Part of the motivation for being indirect is to avoid exposing someone else to shame. We’ve learned this in InterVarsity in how we train our staff to fundraise. There’s a spectrum of appropriate directness in asking for financial support. What matters is the comfort level of the potential donor. It’s possible to be so direct that you put someone in a position of shame if they don’t give. They may end up giving, but you will have undermined the relationship. You can win the ask but still lose currency in the system of honor and shame.

Asian students often seem responsive to leadership. As a leader, you can get Asian students to do a lot for you. But that may just be because they aren’t willing to violate the relationship. You may think the Asian students are incredibly committed, when in fact you are rapidly losing trust. There is a tipping point, and all of a sudden they are gone.

Does this affect evangelism?

Honor–shame dynamics are changing the way we call people to faith, especially in small groups. Rather than a direct call to conversion—where the response could be motivated more by concern for the honor of the leader—I’m seeing success in asking students to consider conversion in the context of listening prayer. Rather than a relational obligation to the speaker or authority figure, they may sense a direct relational obligation to God. And we actually want that. We just want obligation oriented in the right way, to the “first family,” to use a phrase from Stanley Hauerwas—God’s family, not just to a human community.

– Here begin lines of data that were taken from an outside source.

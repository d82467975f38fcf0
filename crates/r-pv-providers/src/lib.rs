//! ---
//! ems_section: "05-networking-external-interfaces"
//! ems_subsection: "module"
//! ems_type: "source"
//! ems_scope: "code"
//! ems_description: "Weather data, reverse geocoding and design temperature providers."
//! ems_version: "v0.0.0-prealpha"
//! ems_owner: "tbd"
//! ---
//! External collaborators of the engine: weather sources, reverse
//! geocoding and site design temperatures. Each implements a trait defined
//! by `r-pv-engine`.

pub mod design;
pub mod errors;
pub mod file;
pub mod geocoding;
pub mod nrel;
pub mod synthetic;

use std::sync::Arc;

use anyhow::{anyhow, Context, Result};
use r_pv_common::{DesignConditionsConfig, GeocodingConfig, WeatherConfig, WeatherProviderKind};
use r_pv_engine::{
    api::{DesignConditions, ReverseGeocoder},
    weather::WeatherProvider,
};
use tracing::info;

pub use design::AshraeDesignConditions;
pub use errors::ProviderError;
pub use file::FileWeatherProvider;
pub use geocoding::NominatimGeocoder;
pub use nrel::{parse_psm3, NrelPsm3Provider, NrelSettings, Psm3Table};
pub use synthetic::SyntheticWeatherProvider;

/// Build the weather provider selected by configuration.
pub fn weather_provider_from_config(config: &WeatherConfig) -> Result<Arc<dyn WeatherProvider>> {
    let provider: Arc<dyn WeatherProvider> = match config.provider {
        WeatherProviderKind::Nrel => {
            let settings =
                NrelSettings::from_config(config).context("NREL weather provider misconfigured")?;
            Arc::new(NrelPsm3Provider::new(settings).context("failed to build HTTP client")?)
        }
        WeatherProviderKind::File => {
            let path = config
                .file
                .clone()
                .ok_or_else(|| anyhow!("weather.provider = \"file\" requires weather.file"))?;
            Arc::new(FileWeatherProvider::new(path))
        }
        WeatherProviderKind::Synthetic => Arc::new(SyntheticWeatherProvider::new(config.seed)),
    };
    info!(provider = provider.name(), "weather provider ready");
    Ok(provider)
}

/// Build the reverse geocoder, or `None` when geocoding is disabled.
pub fn geocoder_from_config(config: &GeocodingConfig) -> Result<Option<Arc<dyn ReverseGeocoder>>> {
    if !config.enabled {
        return Ok(None);
    }
    let geocoder = NominatimGeocoder::new(config).context("failed to build geocoding client")?;
    Ok(Some(Arc::new(geocoder)))
}

/// Build the design temperature source, or `None` when lookups are disabled.
pub fn design_conditions_from_config(
    config: &DesignConditionsConfig,
) -> Result<Option<Arc<dyn DesignConditions>>> {
    if !config.enabled {
        return Ok(None);
    }
    let source =
        AshraeDesignConditions::new(config).context("failed to build design conditions client")?;
    Ok(Some(Arc::new(source)))
}
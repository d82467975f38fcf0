//! ---
//! ems_section: "08-energy-models-optimization"
//! ems_subsection: "module"
//! ems_type: "source"
//! ems_scope: "code"
//! ems_description: "Reference data and array description types for the PV engine."
//! ems_version: "v0.0.0-prealpha"
//! ems_owner: "tbd"
//! ---
use serde::{Deserialize, Serialize};
use strum::{Display, EnumString};

use crate::errors::{PvEngineError, Result};
use crate::temperature::{MountType, TemperatureModel};

/// PV module electrical and physical ratings at standard test conditions.
#[derive(Debug, Clone, PartialEq, Serialize, Deserialize)]
pub struct Module {
    pub name: String,
    /// Rated power (W).
    pub power: f64,
    pub voc: f64,
    pub isc: f64,
    pub vmpp: f64,
    pub impp: f64,
    /// Physical area (m²).
    pub area: f64,
    #[serde(default = "default_material")]
    pub material: String,
    /// Temperature coefficient of maximum power (%/°C, negative for silicon).
    pub temp_coeff_pmax: f64,
    /// Temperature coefficient of open-circuit voltage (%/°C).
    #[serde(default, skip_serializing_if = "Option::is_none")]
    pub temp_coeff_voc: Option<f64>,
}

fn default_material() -> String {
    "Not specified".to_owned()
}

impl Module {
    /// Open-circuit voltage corrected to the given cell temperature.
    pub fn voc_at(&self, cell_temperature: f64) -> Option<f64> {
        self.temp_coeff_voc
            .map(|beta| self.voc * (1.0 + beta / 100.0 * (cell_temperature - 25.0)))
    }

    /// Maximum-power voltage at the given cell temperature, scaled with the
    /// power coefficient.
    pub fn vmpp_at(&self, cell_temperature: f64) -> f64 {
        self.vmpp * (1.0 + self.temp_coeff_pmax / 100.0 * (cell_temperature - 25.0))
    }
}

#[derive(Debug, Clone, PartialEq, Serialize, Deserialize)]
pub struct Inverter {
    pub name: String,
    /// AC power rating (W).
    pub pac: f64,
    /// DC power rating (W).
    pub pdc: f64,
    pub vdc_min: f64,
    pub vdc_max: f64,
    pub idc_max: f64,
    /// Conversion efficiency (%); derived from `pac / pdc` when absent.
    #[serde(default, skip_serializing_if = "Option::is_none")]
    pub efficiency: Option<f64>,
}

impl Inverter {
    pub fn efficiency_pct(&self) -> f64 {
        self.efficiency.unwrap_or(self.pac / self.pdc * 100.0)
    }
}

/// Geographic site of the installation.
#[derive(Debug, Clone, PartialEq, Serialize, Deserialize)]
pub struct SiteLocation {
    pub latitude: f64,
    pub longitude: f64,
    #[serde(default)]
    pub city: Option<String>,
    #[serde(default)]
    pub country: Option<String>,
}

impl SiteLocation {
    pub fn new(latitude: f64, longitude: f64) -> Result<Self> {
        if !latitude.is_finite() || !(-90.0..=90.0).contains(&latitude) {
            return Err(PvEngineError::invalid_input(format!(
                "latitude must lie in [-90, 90] (got {latitude})"
            )));
        }
        if !longitude.is_finite() || !(-180.0..=180.0).contains(&longitude) {
            return Err(PvEngineError::invalid_input(format!(
                "longitude must lie in [-180, 180] (got {longitude})"
            )));
        }
        Ok(Self {
            latitude,
            longitude,
            city: None,
            country: None,
        })
    }

    pub fn with_place(mut self, city: Option<String>, country: Option<String>) -> Self {
        self.city = city;
        self.country = country;
        self
    }
}

#[derive(
    Debug, Clone, Copy, PartialEq, Eq, Hash, Default, Serialize, Deserialize, Display, EnumString,
)]
#[serde(rename_all = "kebab-case")]
#[strum(serialize_all = "kebab-case")]
pub enum SystemType {
    #[default]
    GroundMounted,
    RoofBased,
    Floating,
    Agrivoltaics,
}

#[derive(
    Debug, Clone, Copy, PartialEq, Eq, Hash, Default, Serialize, Deserialize, Display, EnumString,
)]
#[serde(rename_all = "kebab-case")]
#[strum(serialize_all = "kebab-case")]
pub enum SizingMethod {
    #[default]
    SystemSize,
    Area,
}

/// Resolved physical layout of the array together with its thermal model.
#[derive(Debug, Clone, PartialEq, Serialize, Deserialize)]
pub struct ArrayConfiguration {
    pub modules_per_string: u32,
    pub strings_per_inverter: u32,
    pub number_of_inverters: u32,
    pub tilt: f64,
    pub azimuth: f64,
    pub gcr: f64,
    pub mount_type: MountType,
    pub temperature_model: TemperatureModel,
}

impl ArrayConfiguration {
    pub fn total_modules(&self) -> u32 {
        self.modules_per_string * self.strings_per_inverter * self.number_of_inverters
    }

    pub fn modules_per_inverter(&self) -> u32 {
        self.modules_per_string * self.strings_per_inverter
    }

    /// DC nameplate of the whole array (kW).
    pub fn dc_nameplate_kw(&self, module: &Module) -> f64 {
        f64::from(self.total_modules()) * module.power / 1000.0
    }

    /// Combined AC rating of all inverters (kW).
    pub fn ac_rating_kw(&self, inverter: &Inverter) -> f64 {
        f64::from(self.number_of_inverters) * inverter.pac / 1000.0
    }

    pub fn dc_ac_ratio(&self, module: &Module, inverter: &Inverter) -> f64 {
        let ac = self.ac_rating_kw(inverter);
        if ac > 0.0 {
            self.dc_nameplate_kw(module) / ac
        } else {
            f64::INFINITY
        }
    }

    pub fn string_vmpp(&self, module: &Module) -> f64 {
        f64::from(self.modules_per_string) * module.vmpp
    }

    pub fn total_module_area(&self, module: &Module) -> f64 {
        f64::from(self.total_modules()) * module.area
    }
}

#[cfg(test)]
mod tests {
    use super::*;
    use crate::temperature::TemperatureModelFamily;

    #[test]
    fn site_location_bounds() {
        assert!(SiteLocation::new(23.81, 90.41).is_ok());
        assert!(matches!(
            SiteLocation::new(91.0, 0.0),
            Err(PvEngineError::InvalidInput(_))
        ));
        assert!(matches!(
            SiteLocation::new(0.0, f64::NAN),
            Err(PvEngineError::InvalidInput(_))
        ));
    }

    #[test]
    fn inverter_efficiency_falls_back_to_rating_ratio() {
        let inverter = Inverter {
            name: "inv".into(),
            pac: 4800.0,
            pdc: 5000.0,
            vdc_min: 100.0,
            vdc_max: 500.0,
            idc_max: 20.0,
            efficiency: None,
        };
        assert!((inverter.efficiency_pct() - 96.0).abs() < 1e-9);
    }

    #[test]
    fn array_totals() {
        let module = Module {
            name: "m".into(),
            power: 400.0,
            voc: 49.0,
            isc: 10.2,
            vmpp: 41.0,
            impp: 9.5,
            area: 2.0,
            material: default_material(),
            temp_coeff_pmax: -0.35,
            temp_coeff_voc: None,
        };
        let inverter = Inverter {
            name: "inv".into(),
            pac: 5000.0,
            pdc: 5200.0,
            vdc_min: 150.0,
            vdc_max: 500.0,
            idc_max: 20.0,
            efficiency: None,
        };
        let array = ArrayConfiguration {
            modules_per_string: 7,
            strings_per_inverter: 2,
            number_of_inverters: 1,
            tilt: 30.0,
            azimuth: 180.0,
            gcr: 0.4,
            mount_type: MountType::OpenRackGlassPolymer,
            temperature_model: TemperatureModel::resolve(
                TemperatureModelFamily::Sapm,
                MountType::OpenRackGlassPolymer,
            )
            .unwrap(),
        };
        assert_eq!(array.total_modules(), 14);
        assert!((array.dc_nameplate_kw(&module) - 5.6).abs() < 1e-9);
        assert!((array.dc_ac_ratio(&module, &inverter) - 1.12).abs() < 1e-9);
        assert!((array.total_module_area(&module) - 28.0).abs() < 1e-9);
        assert_eq!(module.voc_at(-10.0), None);
        assert_eq!("roof-based".parse::<SystemType>().unwrap(), SystemType::RoofBased);
    }
}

Discipleship involves a call to holiness. How do we call people to standards that may divide them from their families or communities?

My own father died shortly before I joined InterVarsity as a campus minister. My uncle came and spoke to me about honor and the importance of carrying on the family name. It wasn’t until I talked to my mother that I understood: My uncle meant that I should leave ministry and go to medical school.

In situations like that, you have to wrestle with what it means for the church to be your “first family.” On one hand, having the church as “first family” doesn’t mean dismissing or disrespecting your family. Jesus honored his mother to the end—one of his last words from the cross honored her.

On the other hand, following Jesus is going to require differentiating from your culture. Let’s say you have a friend whose sexual ethics are different from those in Scripture. You don’t want to cut off the relationship—you want to stay connected. But you also have to differentiate. None of us gets this perfectly right, and it’s particularly difficult for emerging adults of any stripe. In settings where the impulse toward connectedness is taken for granted, we have to teach differentiation. In other settings, you need to teach people how to stay connected.

The church can learn from minority cultures that value connection. I have met Asian and Latino families that are profoundly unhealthy, yet their children persist in attending to self-care while still staying connected with their families. The ability to differentiate and yet maintain the connection can be profoundly redemptive. I wonder if those families would have been able to do so without the resources of honor-based culture.